─── Input material ───
//! Strict and lenient timestamp parser
//!
//! Fixed-width recognizer for the canonical wire format:
//! - 19 mandatory bytes `YYYY-MM-DDTHH:MM:SS` with separators at byte
//!   offsets 4, 7, 10, 13, 16
//! - optional `.` followed by 1-9 fraction digits
//! - UTC designator (`Z`, lenient `z`, or an explicit zero offset in
//!   lenient mode)
//!
//! Lenient mode additionally accepts a missing designator (assumes UTC)
//! and truncates over-long fractions to nine digits. Non-zero offsets are
//! rejected in both modes; the library is UTC-only.

use uts_core::{civil, CivilDateTime, Timestamp, UtsError, UtsResult};

/// Parsing profile
#[derive(Clone, Copy, Debug, PartialEq, Eq)]
enum Mode {
    Strict,
    Lenient,
}

/// Scale factors turning a 1-9 digit fraction into nanoseconds
const FRACTION_SCALE: [u32; 9] = [
    100_000_000,
    10_000_000,
    1_000_000,
    100_000,
    10_000,
    1_000,
    100,
    10,
    1,
];

/// Parse a fixed-width run of ASCII digits
fn parse_digits(bytes: &[u8]) -> Option<u32> {
    let mut val: u32 = 0;
    for &b in bytes {
        if !b.is_ascii_digit() {
            return None;
        }
        val = val * 10 + u32::from(b - b'0');
    }
    Some(val)
}

/// Parse a timestamp accepting only the fully canonical form.
pub fn parse_strict(input: &str) -> UtsResult<Timestamp> {
    parse(input, Mode::Strict)
}

/// Parse a timestamp accepting documented relaxations: missing or
/// lowercase UTC designator, explicit zero offset, truncated over-long
/// fractions.
pub fn parse_lenient(input: &str) -> UtsResult<Timestamp> {
    parse(input, Mode::Lenient)
}

fn parse(input: &str, mode: Mode) -> UtsResult<Timestamp> {
    let bytes = input.as_bytes();
    let len = bytes.len();

    if len < 19 {
        return Err(UtsError::InvalidFormat);
    }

    if bytes[4] != b'-'
        || bytes[7] != b'-'
        || bytes[10] != b'T'
        || bytes[13] != b':'
        || bytes[16] != b':'
    {
        return Err(UtsError::InvalidFormat);
    }

    let year = parse_digits(&bytes[0..4]).ok_or(UtsError::InvalidFormat)?;
    let month = parse_digits(&bytes[5..7]).ok_or(UtsError::InvalidFormat)?;
    let day = parse_digits(&bytes[8..10]).ok_or(UtsError::InvalidFormat)?;
    let hour = parse_digits(&bytes[11..13]).ok_or(UtsError::InvalidFormat)?;
    let minute = parse_digits(&bytes[14..16]).ok_or(UtsError::InvalidFormat)?;
    let second = parse_digits(&bytes[17..19]).ok_or(UtsError::InvalidFormat)?;

    if hour > 23 || minute > 59 {
        return Err(UtsError::OutOfRange);
    }
    // Leap second is a distinct, pre-date-validation error
    if second == 60 {
        return Err(UtsError::LeapSecond);
    }
    if second > 59 {
        return Err(UtsError::OutOfRange);
    }

    if !civil::validate_date(year as i32, month as u8, day as u8) {
        return Err(UtsError::InvalidDate);
    }

    let mut frac_nanos: u32 = 0;
    let mut pos = 19;

    if pos < len && bytes[pos] == b'.' {
        pos += 1;
        let frac_start = pos;
        while pos < len && bytes[pos].is_ascii_digit() {
            pos += 1;
        }
        let mut digits = &bytes[frac_start..pos];

        if digits.is_empty() {
            return Err(UtsError::InvalidFormat);
        }
        if digits.len() > 9 {
            if mode == Mode::Strict {
                return Err(UtsError::FractionTooLong);
            }
            // Truncate, not round; the cursor stays past all digits
            digits = &digits[..9];
        }

        let val = parse_digits(digits).ok_or(UtsError::InvalidFormat)?;
        frac_nanos = val * FRACTION_SCALE[digits.len() - 1];
    }

    if pos < len {
        match bytes[pos] {
            b'Z' => pos += 1,
            b'z' => {
                if mode == Mode::Strict {
                    return Err(UtsError::InvalidFormat);
                }
                pos += 1;
            }
            b'+' | b'-' => {
                if len - pos < 6 {
                    return Err(UtsError::InvalidFormat);
                }
                if bytes[pos + 3] != b':' {
                    return Err(UtsError::InvalidFormat);
                }

                let off_hour = parse_digits(&bytes[pos + 1..pos + 3]).ok_or(UtsError::InvalidFormat)?;
                let off_minute = parse_digits(&bytes[pos + 4..pos + 6]).ok_or(UtsError::InvalidFormat)?;

                if off_hour != 0 || off_minute != 0 {
                    return Err(UtsError::UnsupportedOffset);
                }
                // Strict mode rejects every explicit offset, zero included
                if mode == Mode::Strict {
                    return Err(UtsError::UnsupportedOffset);
                }
                pos += 6;
            }
            _ => {
                if mode == Mode::Strict {
                    return Err(UtsError::InvalidFormat);
                }
                // Lenient: leave the cursor; the trailing check below rejects
            }
        }
    } else if mode == Mode::Strict {
        // Missing designator entirely
        return Err(UtsError::InvalidFormat);
    }

    if pos != len {
        return Err(UtsError::InvalidFormat);
    }

    let dt = CivilDateTime {
        year: year as i32,
        month: month as u8,
        day: day as u8,
        hour: hour as u8,
        minute: minute as u8,
        second: second as u8,
        nanos: frac_nanos,
    };
    Ok(Timestamp::from_unix_nanos(dt.to_nanos()))
}

#[cfg(test)]
mod tests {
    use super::*;
    use crate::format;
    use proptest::prelude::*;

    #[test]
    fn test_parse_strict_canonical() {
        assert_eq!(
            parse_strict("1970-01-01T00:00:00Z").unwrap(),
            Timestamp::from_unix_nanos(0)
        );
        assert_eq!(
            parse_strict("2024-12-14T03:13:21Z").unwrap(),
            Timestamp::from_unix_nanos(1_734_146_001_000_000_000)
        );
    }

    #[test]
    fn test_parse_strict_fraction() {
        assert_eq!(
            parse_strict("2024-12-14T03:13:21.5Z").unwrap(),
            Timestamp::from_unix_nanos(1_734_146_001_500_000_000)
        );
        assert_eq!(
            parse_strict("2024-12-14T03:13:21.050Z").unwrap(),
            Timestamp::from_unix_nanos(1_734_146_001_050_000_000)
        );
        assert_eq!(
            parse_strict("2024-12-14T03:13:21.123456789Z").unwrap(),
            Timestamp::from_unix_nanos(1_734_146_001_123_456_789)
        );
    }

    #[test]
    fn test_parse_strict_requires_designator() {
        assert_eq!(
            parse_strict("2024-12-14T03:13:21"),
            Err(UtsError::InvalidFormat)
        );
        assert_eq!(
            parse_strict("2024-12-14T03:13:21z"),
            Err(UtsError::InvalidFormat)
        );
    }

    #[test]
    fn test_parse_strict_rejects_all_offsets() {
        // Even an explicit zero offset is rejected in strict mode
        assert_eq!(
            parse_strict("2024-12-14T03:13:21+00:00"),
            Err(UtsError::UnsupportedOffset)
        );
        assert_eq!(
            parse_strict("2024-12-14T03:13:21+05:30"),
            Err(UtsError::UnsupportedOffset)
        );
    }

    #[test]
    fn test_parse_strict_component_ranges() {
        assert_eq!(
            parse_strict("2024-12-14T24:00:00Z"),
            Err(UtsError::OutOfRange)
        );
        assert_eq!(
            parse_strict("2024-12-14T03:60:00Z"),
            Err(UtsError::OutOfRange)
        );
        assert_eq!(
            parse_strict("2024-12-14T03:13:61Z"),
            Err(UtsError::OutOfRange)
        );
    }

    #[test]
    fn test_parse_leap_second_distinct() {
        assert_eq!(
            parse_strict("2016-12-31T23:59:60Z"),
            Err(UtsError::LeapSecond)
        );
        assert_eq!(
            parse_lenient("2016-12-31T23:59:60Z"),
            Err(UtsError::LeapSecond)
        );
    }

    #[test]
    fn test_parse_invalid_dates() {
        assert_eq!(
            parse_strict("2024-02-30T00:00:00Z"),
            Err(UtsError::InvalidDate)
        );
        assert_eq!(
            parse_strict("2024-13-01T00:00:00Z"),
            Err(UtsError::InvalidDate)
        );
        assert_eq!(
            parse_strict("2023-02-29T00:00:00Z"),
            Err(UtsError::InvalidDate)
        );
        // Leap-day acceptance
        assert!(parse_strict("2000-02-29T00:00:00Z").is_ok());
        assert!(parse_strict("2024-02-29T00:00:00Z").is_ok());
        assert_eq!(
            parse_strict("1900-02-29T00:00:00Z"),
            Err(UtsError::InvalidDate)
        );
    }

    #[test]
    fn test_parse_structural_errors() {
        assert_eq!(parse_strict(""), Err(UtsError::InvalidFormat));
        assert_eq!(parse_strict("2024-12-14"), Err(UtsError::InvalidFormat));
        assert_eq!(
            parse_strict("2024/12/14T03:13:21Z"),
            Err(UtsError::InvalidFormat)
        );
        assert_eq!(
            parse_strict("2024-12-14 03:13:21Z"),
            Err(UtsError::InvalidFormat)
        );
        assert_eq!(
            parse_strict("2024-12-14T03:13:2aZ"),
            Err(UtsError::InvalidFormat)
        );
        // Empty fraction
        assert_eq!(
            parse_strict("2024-12-14T03:13:21.Z"),
            Err(UtsError::InvalidFormat)
        );
        // Trailing garbage after the designator
        assert_eq!(
            parse_strict("2024-12-14T03:13:21Zx"),
            Err(UtsError::InvalidFormat)
        );
    }

    #[test]
    fn test_parse_fraction_too_long_strict() {
        assert_eq!(
            parse_strict("2024-12-14T03:13:21.1234567890Z"),
            Err(UtsError::FractionTooLong)
        );
    }

    #[test]
    fn test_parse_lenient_relaxations() {
        let expected = Timestamp::from_unix_nanos(1_734_146_001_000_000_000);

        // Missing designator assumes UTC
        assert_eq!(parse_lenient("2024-12-14T03:13:21").unwrap(), expected);
        // Lowercase designator
        assert_eq!(parse_lenient("2024-12-14T03:13:21z").unwrap(), expected);
        // Explicit zero offset
        assert_eq!(parse_lenient("2024-12-14T03:13:21+00:00").unwrap(), expected);
        assert_eq!(parse_lenient("2024-12-14T03:13:21-00:00").unwrap(), expected);
    }

    #[test]
    fn test_parse_lenient_truncates_long_fraction() {
        // Truncation keeps the first nine digits, no rounding
        assert_eq!(
            parse_lenient("2024-12-14T03:13:21.1234567899Z").unwrap(),
            Timestamp::from_unix_nanos(1_734_146_001_123_456_789)
        );
    }

    #[test]
    fn test_parse_lenient_still_rejects() {
        // Non-zero offsets are rejected in every mode
        assert_eq!(
            parse_lenient("2024-12-14T03:13:21+05:30"),
            Err(UtsError::UnsupportedOffset)
        );
        // Invalid dates stay invalid
        assert_eq!(
            parse_lenient("2024-02-30T00:00:00Z"),
            Err(UtsError::InvalidDate)
        );
        // Trailing garbage stays rejected (the unknown byte is not consumed)
        assert_eq!(
            parse_lenient("2024-12-14T03:13:21Q"),
            Err(UtsError::InvalidFormat)
        );
    }

    #[test]
    fn test_parse_pre_epoch() {
        assert_eq!(
            parse_strict("1969-12-31T23:59:59Z").unwrap(),
            Timestamp::from_unix_nanos(-1_000_000_000)
        );
    }

    proptest! {
        #[test]
        fn prop_format_parse_roundtrip(nanos in i64::MIN..=i64::MAX) {
            let ts = Timestamp::from_unix_nanos(nanos);
            let text = format(ts, true);
            prop_assert_eq!(parse_strict(&text).unwrap(), ts);
        }

        #[test]
        fn prop_lenient_accepts_everything_strict_accepts(nanos in i64::MIN..=i64::MAX) {
            let ts = Timestamp::from_unix_nanos(nanos);
            let text = format(ts, true);
            prop_assert_eq!(parse_lenient(&text).unwrap(), ts);
        }
    }
}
───
● Task statement: Select and copy each line from the data that includes the word "zero".

● Response for this exercise:
//! - UTC designator (`Z`, lenient `z`, or an explicit zero offset in
//! and truncates over-long fractions to nine digits. Non-zero offsets are
/// lowercase UTC designator, explicit zero offset, truncated over-long
                // Strict mode rejects every explicit offset, zero included
        // Even an explicit zero offset is rejected in strict mode
        // Explicit zero offset
        // Non-zero offsets are rejected in every mode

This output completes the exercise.